The left-wing foodie elites
have weighed in on the demise of California’s GMO labeling initiative, and the
results aren’t pretty.
The initiative, known as Prop 37,
would have required foods sold in California that contain genetically modified
ingredients to be labeled, although fresh meat would have been exempt. The
initiative was defeated, 53 percent to 47 percent.

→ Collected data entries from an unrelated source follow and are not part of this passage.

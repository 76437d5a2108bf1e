// SPDX-License-Identifier: AGPL-3.0-or-later
//
// Copyright (C) 2026 Relational Network

//! # Enclave Service Data Models
//!
//! Wire types shared by the capability endpoints, the secure module and the
//! ledger client. Everything here derives `Serialize`/`Deserialize` and is
//! exchanged as JSON.
//!
//! ## Model Categories
//!
//! - **Identity**: public enclave metadata and the persisted sealed record
//! - **Info**: the `/info` response
//! - **Initialize / Invoke / Verify**: request and response bodies for the
//!   three enclave-backed endpoints

use serde::{Deserialize, Serialize};
use serde_json::Value;

// =============================================================================
// Identity
// =============================================================================

/// Public half of the enclave identity.
///
/// Both keys are PEM-encoded `SubjectPublicKeyInfo` documents. The enclave id
/// is derived from the verifying key and never changes for the lifetime of
/// the identity.
#[derive(Debug, Clone, Serialize, Deserialize, PartialEq, Eq)]
pub struct EnclaveInfo {
    pub enclave_id: String,
    pub verifying_key: String,
    pub encryption_key: String,
}

/// The identity record persisted to disk.
///
/// `sealed_data` is an opaque base64 blob only the secure module can open.
#[derive(Debug, Clone, Serialize, Deserialize, PartialEq, Eq)]
pub struct SealedIdentity {
    #[serde(flatten)]
    pub info: EnclaveInfo,
    pub sealed_data: String,
}

impl SealedIdentity {
    /// Returns the first empty field, if any.
    pub fn missing_field(&self) -> Option<&'static str> {
        if self.info.enclave_id.trim().is_empty() {
            Some("enclave_id")
        } else if self.info.verifying_key.trim().is_empty() {
            Some("verifying_key")
        } else if self.info.encryption_key.trim().is_empty() {
            Some("encryption_key")
        } else if self.sealed_data.trim().is_empty() {
            Some("sealed_data")
        } else {
            None
        }
    }
}

// =============================================================================
// Info
// =============================================================================

/// Response body of `/info`.
#[derive(Debug, Clone, Serialize, Deserialize, PartialEq, Eq)]
pub struct InfoResponse {
    pub verifying_key: String,
    pub encryption_key: String,
    pub enclave_id: String,
    pub storage_service_url: String,
}

// =============================================================================
// Initialize
// =============================================================================

/// Request to prepare a fresh execution context inside the enclave.
#[derive(Debug, Clone, Serialize, Deserialize, PartialEq, Eq)]
pub struct InitializeRequest {
    pub contract_id: String,
    pub creator_id: String,
    /// Hash of the code the context will run, if the caller pins one.
    #[serde(default, skip_serializing_if = "Option::is_none")]
    pub code_hash: Option<String>,
}

/// A freshly created execution context.
#[derive(Debug, Clone, Serialize, Deserialize, PartialEq, Eq)]
pub struct InitializeResponse {
    pub context_id: String,
    pub contract_id: String,
    pub enclave_id: String,
    /// Hex SHA-256 of the initial context state.
    pub state_hash: String,
}

// =============================================================================
// Invoke
// =============================================================================

/// Request to run one unit of work inside an existing execution context.
#[derive(Debug, Clone, Serialize, Deserialize, PartialEq)]
pub struct InvokeRequest {
    pub context_id: String,
    pub method: String,
    #[serde(default)]
    pub params: Value,
}

/// Result of an invocation, signed by the enclave's verifying key.
#[derive(Debug, Clone, Serialize, Deserialize, PartialEq)]
pub struct InvokeResponse {
    pub context_id: String,
    /// Position of this invocation within its context, starting at 1.
    pub sequence: u64,
    /// Hex SHA-256 of the context state after the invocation.
    pub state_hash: String,
    pub result: Value,
    /// Base64 DER ECDSA signature over [`invocation_message`].
    pub signature: String,
}

// =============================================================================
// Verify
// =============================================================================

/// Request to check a previously produced invocation signature.
#[derive(Debug, Clone, Serialize, Deserialize, PartialEq, Eq)]
pub struct VerifyRequest {
    pub context_id: String,
    pub sequence: u64,
    pub state_hash: String,
    pub signature: String,
}

#[derive(Debug, Clone, Serialize, Deserialize, PartialEq, Eq)]
pub struct VerifyResponse {
    pub valid: bool,
}

/// The exact bytes an invocation signature covers.
pub fn invocation_message(context_id: &str, sequence: u64, state_hash: &str) -> String {
    format!("{context_id}:{sequence}:{state_hash}")
}

#[cfg(test)]
mod tests {
    use super::*;

    fn record() -> SealedIdentity {
        SealedIdentity {
            info: EnclaveInfo {
                enclave_id: "abc".to_string(),
                verifying_key: "vk".to_string(),
                encryption_key: "ek".to_string(),
            },
            sealed_data: "blob".to_string(),
        }
    }

    #[test]
    fn sealed_identity_is_flat_json() {
        let json = serde_json::to_value(record()).unwrap();
        assert_eq!(json["enclave_id"], "abc");
        assert_eq!(json["verifying_key"], "vk");
        assert_eq!(json["sealed_data"], "blob");
        assert!(json.get("info").is_none());
    }

    #[test]
    fn missing_field_reports_first_empty_value() {
        assert_eq!(record().missing_field(), None);

        let mut r = record();
        r.sealed_data = "  ".to_string();
        assert_eq!(r.missing_field(), Some("sealed_data"));

        r.info.verifying_key.clear();
        assert_eq!(r.missing_field(), Some("verifying_key"));
    }

    #[test]
    fn invoke_request_params_default_to_null() {
        let req: InvokeRequest =
            serde_json::from_str(r#"{"context_id":"c","method":"m"}"#).unwrap();
        assert_eq!(req.params, Value::Null);
    }

    #[test]
    fn initialize_request_rejects_missing_creator() {
        let parsed = serde_json::from_str::<InitializeRequest>(r#"{"contract_id":"c"}"#);
        assert!(parsed.is_err());
    }

    #[test]
    fn invocation_message_layout() {
        assert_eq!(invocation_message("ctx", 3, "ff00"), "ctx:3:ff00");
    }
}
// SPDX-License-Identifier: AGPL-3.0-or-later
//
// Copyright (C) 2026 Relational Network

//! Tracing subscriber setup.
//!
//! `RUST_LOG` drives filtering; `LOG_FORMAT` picks human-readable or JSON
//! output.

use tracing_subscriber::EnvFilter;

/// Filter used when `RUST_LOG` is unset or invalid.
pub const DEFAULT_FILTER: &str = "info,tower_http=debug";

#[derive(Debug, Clone, Copy, PartialEq, Eq, Default, clap::ValueEnum)]
pub enum LogFormat {
    #[default]
    Pretty,
    Json,
}

/// Install the global subscriber.
///
/// Returns `false` if a subscriber was already installed (tests, embedding).
pub fn init(format: LogFormat) -> bool {
    let filter = EnvFilter::try_from_default_env().unwrap_or_else(|_| EnvFilter::new(DEFAULT_FILTER));

    let result = match format {
        LogFormat::Json => tracing_subscriber::fmt()
            .json()
            .with_env_filter(filter)
            .with_current_span(true)
            .try_init(),
        LogFormat::Pretty => tracing_subscriber::fmt()
            .with_env_filter(filter)
            .with_thread_names(true)
            .try_init(),
    };
    result.is_ok()
}
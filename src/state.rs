// SPDX-License-Identifier: AGPL-3.0-or-later
//
// Copyright (C) 2026 Relational Network

use std::sync::Arc;

use crate::enclave::EnclaveIdentity;
use crate::models::InfoResponse;
use crate::worker::WorkerPool;

/// Context handed to every endpoint. Built once at startup.
#[derive(Clone, Debug)]
pub struct AppState {
    pub identity: Arc<EnclaveIdentity>,
    pub pool: Arc<WorkerPool>,
    pub storage_service_url: Arc<str>,
}

impl AppState {
    pub fn new(identity: Arc<EnclaveIdentity>, pool: Arc<WorkerPool>, storage_service_url: &str) -> Self {
        Self {
            identity,
            pool,
            storage_service_url: Arc::from(storage_service_url),
        }
    }

    /// Public identity metadata, as served by `/info`.
    pub fn info(&self) -> InfoResponse {
        let info = self.identity.info();
        InfoResponse {
            verifying_key: info.verifying_key.clone(),
            encryption_key: info.encryption_key.clone(),
            enclave_id: info.enclave_id.clone(),
            storage_service_url: self.storage_service_url.to_string(),
        }
    }
}
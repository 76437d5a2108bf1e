// SPDX-License-Identifier: AGPL-3.0-or-later
//
// Copyright (C) 2026 Relational Network

//! Ledger client speaking the enclave registry protocol.
//!
//! ## Requests
//!
//! ```text
//! {"op": "register_enclave", "enclave_id", "verifying_key", "encryption_key",
//!  "proof_data", "submitter"?, "signature"?}
//! {"op": "lookup_enclave", "enclave_id"}
//! ```
//!
//! A lookup answered with 404 means the enclave is not registered.

use reqwest::StatusCode;
use serde::Serialize;
use tracing::{info, warn};

use super::{Registry, RegistryError, TransactionKeys};
use crate::client::{ClientError, JsonClient};
use crate::config::LedgerConfig;
use crate::models::EnclaveInfo;

#[derive(Debug, Serialize)]
#[serde(tag = "op", rename_all = "snake_case")]
enum LedgerRequest<'a> {
    RegisterEnclave {
        enclave_id: &'a str,
        verifying_key: &'a str,
        encryption_key: &'a str,
        proof_data: &'a str,
        #[serde(skip_serializing_if = "Option::is_none")]
        submitter: Option<&'a str>,
        #[serde(skip_serializing_if = "Option::is_none")]
        signature: Option<String>,
    },
    LookupEnclave {
        enclave_id: &'a str,
    },
}

/// [`Registry`] backed by the ledger's JSON endpoint.
#[derive(Debug, Clone)]
pub struct LedgerClient {
    client: JsonClient,
    keys: Option<TransactionKeys>,
}

impl LedgerClient {
    pub fn new(config: &LedgerConfig, keys: Option<TransactionKeys>) -> Result<Self, ClientError> {
        let client = JsonClient::with_timeout(config.url.as_str(), config.request_timeout)?;
        if keys.is_none() {
            warn!(ledger = %client.url(), "No submitter key configured; registrations will be unsigned");
        }
        Ok(Self { client, keys })
    }

    pub fn url(&self) -> &str {
        self.client.url()
    }
}

/// Bytes the submitter signature covers.
fn registration_digest(info: &EnclaveInfo, proof: &str) -> Vec<u8> {
    [
        info.enclave_id.as_str(),
        info.verifying_key.as_str(),
        info.encryption_key.as_str(),
        proof,
    ]
    .join("\n")
    .into_bytes()
}

impl Registry for LedgerClient {
    async fn register(&self, info: &EnclaveInfo, proof: &str) -> Result<(), RegistryError> {
        let request = LedgerRequest::RegisterEnclave {
            enclave_id: &info.enclave_id,
            verifying_key: &info.verifying_key,
            encryption_key: &info.encryption_key,
            proof_data: proof,
            submitter: self.keys.as_ref().map(TransactionKeys::public_pem),
            signature: self
                .keys
                .as_ref()
                .map(|keys| keys.sign(&registration_digest(info, proof))),
        };

        match self.client.post(&request).await? {
            Some(reply) => {
                info!(enclave_id = %info.enclave_id, ledger = %self.url(), reply = %reply, "Enclave registered");
                Ok(())
            }
            None => Err(RegistryError::Rejected(
                "ledger returned no result for registration".to_string(),
            )),
        }
    }

    async fn lookup(&self, enclave_id: &str) -> Result<Option<EnclaveInfo>, RegistryError> {
        let request = LedgerRequest::LookupEnclave { enclave_id };

        match self.client.post_as::<_, EnclaveInfo>(&request).await {
            Ok(Some(info)) => Ok(Some(info)),
            Ok(None) => Err(RegistryError::Rejected(
                "ledger returned no result for lookup".to_string(),
            )),
            Err(e) if e.status() == Some(StatusCode::NOT_FOUND) => Ok(None),
            Err(e) => Err(e.into()),
        }
    }
}
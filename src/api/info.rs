// SPDX-License-Identifier: AGPL-3.0-or-later
//
// Copyright (C) 2026 Relational Network

use axum::{extract::State, Json};

use crate::{models::InfoResponse, state::AppState};

/// Identity metadata and the storage-service location.
///
/// Answered in place rather than through the worker pool: it only copies
/// in-memory fields, and it has to stay responsive while the pool is busy.
pub async fn get_info(State(state): State<AppState>) -> Json<InfoResponse> {
    Json(state.info())
}
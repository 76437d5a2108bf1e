// SPDX-License-Identifier: AGPL-3.0-or-later
//
// Copyright (C) 2026 Relational Network

//! Remote enclave registry (ledger) integration.
//!
//! The lifecycle manager only sees the [`Registry`] trait: record an enclave
//! identity, and look one up by id. [`LedgerClient`] implements it over the
//! JSON-HTTP client.

#![allow(async_fn_in_trait)]

pub mod client;
pub mod keys;

pub use client::LedgerClient;
pub use keys::{KeyError, TransactionKeys};

use crate::client::ClientError;
use crate::models::EnclaveInfo;

#[derive(Debug, thiserror::Error)]
pub enum RegistryError {
    #[error(transparent)]
    Client(#[from] ClientError),

    /// The registry answered but refused or garbled the request.
    #[error("registry rejected request: {0}")]
    Rejected(String),
}

/// A trust registry enclave identities are recorded in.
pub trait Registry {
    /// Record `info` together with the module's registration proof.
    async fn register(&self, info: &EnclaveInfo, proof: &str) -> Result<(), RegistryError>;

    /// Fetch the registered record for `enclave_id`; `None` if unknown.
    async fn lookup(&self, enclave_id: &str) -> Result<Option<EnclaveInfo>, RegistryError>;
}
// SPDX-License-Identifier: AGPL-3.0-or-later
//
// Copyright (C) 2026 Relational Network

use std::sync::Arc;

use axum::{extract::State, Json};

use super::extract::JsonBody;
use crate::{
    error::ApiError,
    models::{VerifyRequest, VerifyResponse},
    state::AppState,
};

pub async fn verify(
    State(state): State<AppState>,
    JsonBody(request): JsonBody<VerifyRequest>,
) -> Result<Json<VerifyResponse>, ApiError> {
    let identity = Arc::clone(&state.identity);
    let response = state.pool.submit(move || identity.verify(request)).await??;
    Ok(Json(response))
}
//! Account lookup tool for MCP operations

use crate::mcp::responses::json_response;
use crate::mcp::shared_utils::McpErrorHandler;
use crate::mcp::tool_registry::{BaseToolImpl, McpTool, ToolContext};
use crate::mcp::types::GetUserRequest;
use async_trait::async_trait;
use rmcp::model::CallToolResult;
use rmcp::Error as McpError;

/// Tool for looking up one account
#[derive(Default)]
pub struct GetUserTool;

impl GetUserTool {
    /// Creates a new instance of the GetUserTool
    pub fn new() -> Self {
        Self
    }
}

#[async_trait]
impl McpTool for GetUserTool {
    fn name(&self) -> &'static str {
        "get_user"
    }

    fn title(&self) -> &'static str {
        "Get User"
    }

    fn description(&self) -> &'static str {
        "Look up one account by account id"
    }

    fn read_only(&self) -> bool {
        true
    }

    fn schema(&self) -> serde_json::Value {
        serde_json::json!({
            "type": "object",
            "properties": {
                "account_id": {
                    "type": "string",
                    "description": "Account id"
                }
            },
            "required": ["account_id"]
        })
    }

    async fn execute(
        &self,
        arguments: serde_json::Map<String, serde_json::Value>,
        context: &ToolContext,
    ) -> std::result::Result<CallToolResult, McpError> {
        let request: GetUserRequest = BaseToolImpl::parse_arguments(arguments)?;
        match context.client.user(&request.account_id).await {
            Ok(user) => Ok(json_response(&user)),
            Err(e) => Err(McpErrorHandler::handle_error(e, "get_user")),
        }
    }
}
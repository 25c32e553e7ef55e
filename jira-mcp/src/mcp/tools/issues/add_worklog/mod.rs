//! Worklog creation tool for MCP operations

use crate::mcp::responses::json_response;
use crate::mcp::shared_utils::{McpErrorHandler, McpValidation};
use crate::mcp::tool_registry::{BaseToolImpl, McpTool, ToolContext};
use crate::mcp::types::AddWorklogRequest;
use async_trait::async_trait;
use rmcp::model::CallToolResult;
use rmcp::Error as McpError;

/// Tool for appending a worklog entry to an issue
#[derive(Default)]
pub struct AddWorklogTool;

impl AddWorklogTool {
    /// Creates a new instance of the AddWorklogTool
    pub fn new() -> Self {
        Self
    }
}

#[async_trait]
impl McpTool for AddWorklogTool {
    fn name(&self) -> &'static str {
        "add_worklog"
    }

    fn title(&self) -> &'static str {
        "Add Worklog"
    }

    fn description(&self) -> &'static str {
        "Append a time-tracking worklog entry to an issue"
    }

    fn read_only(&self) -> bool {
        false
    }

    fn schema(&self) -> serde_json::Value {
        serde_json::json!({
            "type": "object",
            "properties": {
                "key": {
                    "type": "string",
                    "description": "Issue key"
                },
                "time_spent": {
                    "type": "string",
                    "description": "Time spent, e.g. 3h 20m"
                },
                "comment": {
                    "type": "string",
                    "description": "Optional worklog comment"
                }
            },
            "required": ["key", "time_spent"]
        })
    }

    async fn execute(
        &self,
        arguments: serde_json::Map<String, serde_json::Value>,
        context: &ToolContext,
    ) -> std::result::Result<CallToolResult, McpError> {
        let request: AddWorklogRequest = BaseToolImpl::parse_arguments(arguments)?;
        McpValidation::validate_not_empty(&request.time_spent, "time_spent")?;

        match context
            .client
            .add_worklog(
                &request.key,
                &request.time_spent,
                request.comment.as_deref(),
            )
            .await
        {
            Ok(worklog) => Ok(json_response(&worklog)),
            Err(e) => Err(McpErrorHandler::handle_error(e, "add_worklog")),
        }
    }
}
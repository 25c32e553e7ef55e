//! Issue link tool for MCP operations

use crate::mcp::responses::message_response;
use crate::mcp::shared_utils::McpErrorHandler;
use crate::mcp::tool_registry::{BaseToolImpl, McpTool, ToolContext};
use crate::mcp::types::CreateIssueLinkRequest;
use async_trait::async_trait;
use rmcp::model::CallToolResult;
use rmcp::Error as McpError;

/// Tool for relating two issues with a named link type
#[derive(Default)]
pub struct CreateIssueLinkTool;

impl CreateIssueLinkTool {
    /// Creates a new instance of the CreateIssueLinkTool
    pub fn new() -> Self {
        Self
    }
}

#[async_trait]
impl McpTool for CreateIssueLinkTool {
    fn name(&self) -> &'static str {
        "create_issue_link"
    }

    fn title(&self) -> &'static str {
        "Create Issue Link"
    }

    fn description(&self) -> &'static str {
        "Relate two issues with a named link type, e.g. Blocks or Relates. The link \
         type vocabulary is owned by the remote service."
    }

    fn read_only(&self) -> bool {
        false
    }

    fn schema(&self) -> serde_json::Value {
        serde_json::json!({
            "type": "object",
            "properties": {
                "link_type": {
                    "type": "string",
                    "description": "Link type name, e.g. Blocks"
                },
                "inward_issue": {
                    "type": "string",
                    "description": "Key of the inward issue"
                },
                "outward_issue": {
                    "type": "string",
                    "description": "Key of the outward issue"
                }
            },
            "required": ["link_type", "inward_issue", "outward_issue"]
        })
    }

    async fn execute(
        &self,
        arguments: serde_json::Map<String, serde_json::Value>,
        context: &ToolContext,
    ) -> std::result::Result<CallToolResult, McpError> {
        let request: CreateIssueLinkRequest = BaseToolImpl::parse_arguments(arguments)?;
        match context
            .client
            .create_issue_link(
                &request.link_type,
                &request.inward_issue,
                &request.outward_issue,
            )
            .await
        {
            Ok(_) => Ok(message_response(format!(
                "Linked {} {} {}",
                request.inward_issue, request.link_type, request.outward_issue
            ))),
            Err(e) => Err(McpErrorHandler::handle_error(e, "create_issue_link")),
        }
    }
}
//! Request types for MCP tool operations
//!
//! Each tool deserializes its request struct from the incoming argument
//! map before touching the remote client; a mismatch never reaches the
//! network. Field maps for create/update stay open because the remote
//! schema is extensible and not fully known at build time.

use serde::Deserialize;
use serde_json::{Map, Value};

fn default_max_results() -> u64 {
    50
}

fn default_project_type() -> String {
    "software".to_string()
}

fn default_issue_type() -> String {
    "Task".to_string()
}

fn default_board_type() -> String {
    "scrum".to_string()
}

/// Request to search issues with a JQL query
#[derive(Debug, Deserialize, schemars::JsonSchema)]
pub struct SearchIssuesRequest {
    /// JQL query string
    pub query: String,
    /// Offset of the first result to return
    #[serde(default)]
    pub start_at: u64,
    /// Maximum number of results to return
    #[serde(default = "default_max_results")]
    pub max_results: u64,
}

/// Request addressing a single issue by key
#[derive(Debug, Deserialize, schemars::JsonSchema)]
pub struct IssueKeyRequest {
    /// Issue key, e.g. `PROJ-42`
    pub key: String,
}

/// Request to fetch one project
#[derive(Debug, Deserialize, schemars::JsonSchema)]
pub struct GetProjectRequest {
    /// Project key, e.g. `PROJ`
    pub key: String,
}

/// Request to create a project
#[derive(Debug, Deserialize, schemars::JsonSchema)]
pub struct CreateProjectRequest {
    /// Project key, e.g. `PROJ`
    pub key: String,
    /// Display name
    pub name: String,
    /// Project type key
    #[serde(default = "default_project_type")]
    pub project_type: String,
    /// Account id of the project lead
    pub lead: Option<String>,
    /// Project template key
    pub template: Option<String>,
}

/// Request to create an issue from an open field map
#[derive(Debug, Deserialize, schemars::JsonSchema)]
pub struct CreateIssueRequest {
    /// Issue fields, passed through to the remote schema
    pub fields: Map<String, Value>,
}

/// Request to create an issue from the minimal field set
#[derive(Debug, Deserialize, schemars::JsonSchema)]
pub struct CreateSimpleIssueRequest {
    /// Project key the issue belongs to
    pub project: String,
    /// One-line summary
    pub summary: String,
    /// Issue type name
    #[serde(default = "default_issue_type")]
    pub issue_type: String,
    /// Optional longer description
    pub description: Option<String>,
}

/// Request to patch fields on an existing issue
#[derive(Debug, Deserialize, schemars::JsonSchema)]
pub struct UpdateIssueRequest {
    /// Issue key to update
    pub key: String,
    /// Fields to change, passed through to the remote schema
    pub fields: Map<String, Value>,
}

/// Request to set an issue's assignee
#[derive(Debug, Deserialize, schemars::JsonSchema)]
pub struct AssignIssueRequest {
    /// Issue key
    pub key: String,
    /// Account id of the new assignee
    pub assignee: String,
}

/// Request to execute a workflow transition
#[derive(Debug, Deserialize, schemars::JsonSchema)]
pub struct TransitionIssueRequest {
    /// Issue key
    pub key: String,
    /// Transition id, as listed by get_issue_transitions
    pub transition: String,
}

/// Request to append a comment
#[derive(Debug, Deserialize, schemars::JsonSchema)]
pub struct AddCommentRequest {
    /// Issue key
    pub key: String,
    /// Comment body
    pub body: String,
}

/// Request to relate two issues
#[derive(Debug, Deserialize, schemars::JsonSchema)]
pub struct CreateIssueLinkRequest {
    /// Link type name, e.g. `Blocks`
    pub link_type: String,
    /// Key of the inward issue
    pub inward_issue: String,
    /// Key of the outward issue
    pub outward_issue: String,
}

/// Request to attach a local file to an issue
#[derive(Debug, Deserialize, schemars::JsonSchema)]
pub struct AddAttachmentRequest {
    /// Issue key
    pub key: String,
    /// Path of the local file to upload
    pub path: String,
}

/// Request to look up one account
#[derive(Debug, Deserialize, schemars::JsonSchema)]
pub struct GetUserRequest {
    /// Account id
    pub account_id: String,
}

/// Request to query accounts
#[derive(Debug, Deserialize, schemars::JsonSchema)]
pub struct SearchUsersRequest {
    /// Query matched against display name and email
    pub query: String,
    /// Maximum number of results to return
    #[serde(default = "default_max_results")]
    pub max_results: u64,
}

/// Request to add an account to a group
#[derive(Debug, Deserialize, schemars::JsonSchema)]
pub struct AddUserToGroupRequest {
    /// Group name
    pub group: String,
    /// Account id to add
    pub account_id: String,
}

/// Request to create a project component
#[derive(Debug, Deserialize, schemars::JsonSchema)]
pub struct CreateComponentRequest {
    /// Project key the component belongs to
    pub project: String,
    /// Component name
    pub name: String,
    /// Optional description
    pub description: Option<String>,
}

/// Request to create a project version
#[derive(Debug, Deserialize, schemars::JsonSchema)]
pub struct CreateVersionRequest {
    /// Project key the version belongs to
    pub project: String,
    /// Version name
    pub name: String,
    /// Optional description
    pub description: Option<String>,
}

/// Request to list agile boards
#[derive(Debug, Deserialize, schemars::JsonSchema)]
pub struct GetBoardsRequest {
    /// Offset of the first result to return
    #[serde(default)]
    pub start_at: u64,
    /// Maximum number of results to return
    #[serde(default = "default_max_results")]
    pub max_results: u64,
}

/// Request to create an agile board
#[derive(Debug, Deserialize, schemars::JsonSchema)]
pub struct CreateBoardRequest {
    /// Board name
    pub name: String,
    /// Board type
    #[serde(default = "default_board_type")]
    pub board_type: String,
    /// Id of the filter the board is built over
    pub filter_id: u64,
}

/// Request to list a board's sprints
#[derive(Debug, Deserialize, schemars::JsonSchema)]
pub struct GetSprintsRequest {
    /// Board id
    pub board_id: u64,
    /// Offset of the first result to return
    #[serde(default)]
    pub start_at: u64,
    /// Maximum number of results to return
    #[serde(default = "default_max_results")]
    pub max_results: u64,
}

/// Request to create a sprint
#[derive(Debug, Deserialize, schemars::JsonSchema)]
pub struct CreateSprintRequest {
    /// Board the sprint belongs to
    pub board_id: u64,
    /// Sprint name
    pub name: String,
    /// Optional planned start date (ISO 8601)
    pub start_date: Option<String>,
    /// Optional planned end date (ISO 8601)
    pub end_date: Option<String>,
}

/// Request to move issues into a sprint
#[derive(Debug, Deserialize, schemars::JsonSchema)]
pub struct AddIssuesToSprintRequest {
    /// Sprint id
    pub sprint_id: u64,
    /// Issue keys to move
    pub issues: Vec<String>,
}

/// Request to add a watcher to an issue
#[derive(Debug, Deserialize, schemars::JsonSchema)]
pub struct AddWatcherRequest {
    /// Issue key
    pub key: String,
    /// Account id of the watcher
    pub account_id: String,
}

/// Request to append a worklog entry
#[derive(Debug, Deserialize, schemars::JsonSchema)]
pub struct AddWorklogRequest {
    /// Issue key
    pub key: String,
    /// Time spent, e.g. `3h 20m`
    pub time_spent: String,
    /// Optional worklog comment
    pub comment: Option<String>,
}

#[cfg(test)]
mod tests {
    use super::*;
    use serde_json::json;

    #[test]
    fn test_search_request_defaults() {
        let request: SearchIssuesRequest =
            serde_json::from_value(json!({ "query": "project = X" })).unwrap();
        assert_eq!(request.start_at, 0);
        assert_eq!(request.max_results, 50);
    }

    #[test]
    fn test_search_request_requires_query() {
        let result: Result<SearchIssuesRequest, _> = serde_json::from_value(json!({}));
        assert!(result.is_err());
    }

    #[test]
    fn test_simple_issue_defaults_type() {
        let request: CreateSimpleIssueRequest =
            serde_json::from_value(json!({ "project": "X", "summary": "s" })).unwrap();
        assert_eq!(request.issue_type, "Task");
        assert!(request.description.is_none());
    }

    #[test]
    fn test_create_issue_keeps_field_map_open() {
        let request: CreateIssueRequest = serde_json::from_value(json!({
            "fields": {
                "summary": "s",
                "customfield_10010": { "value": "anything" }
            }
        }))
        .unwrap();
        assert!(request.fields.contains_key("customfield_10010"));
    }
}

“The Food Movement Takes a
Beating” screamed the headline on Mark Bittman’s Nov. 11 column in The
New York Times. “Prop 37 Defeat Reveals a ‘Food Movement’ that Is Still
Half Baked,” added Jason
Mark in the online Earth Island Journal.
Tom Philpott’s analysis in
the liberal magazine Mother Jones came complete with a line graph
showing how support for the initiative plummeted—and opposition soared—in the
weeks before Election Day. The initiative failed, Philpott concluded, thanks to
a “slick, relentless, truth-challenged” opposition lobbying campaign that spent
$5 for every one spent by supporters.
“Money, lies and mistakes
crushed the forward-thinking votes in California,” added Bittman, “but these
are battles lost in a war that will (still) be won. The notions that we need to
know what’s in our food and that food should not be harmful have not been
defeated.”
HOTH thinks the California
electorate simply saw the light in the end. With no evidence that foods
containing GMOs are, in fact, harmful, how could anyone vote for Prop 37?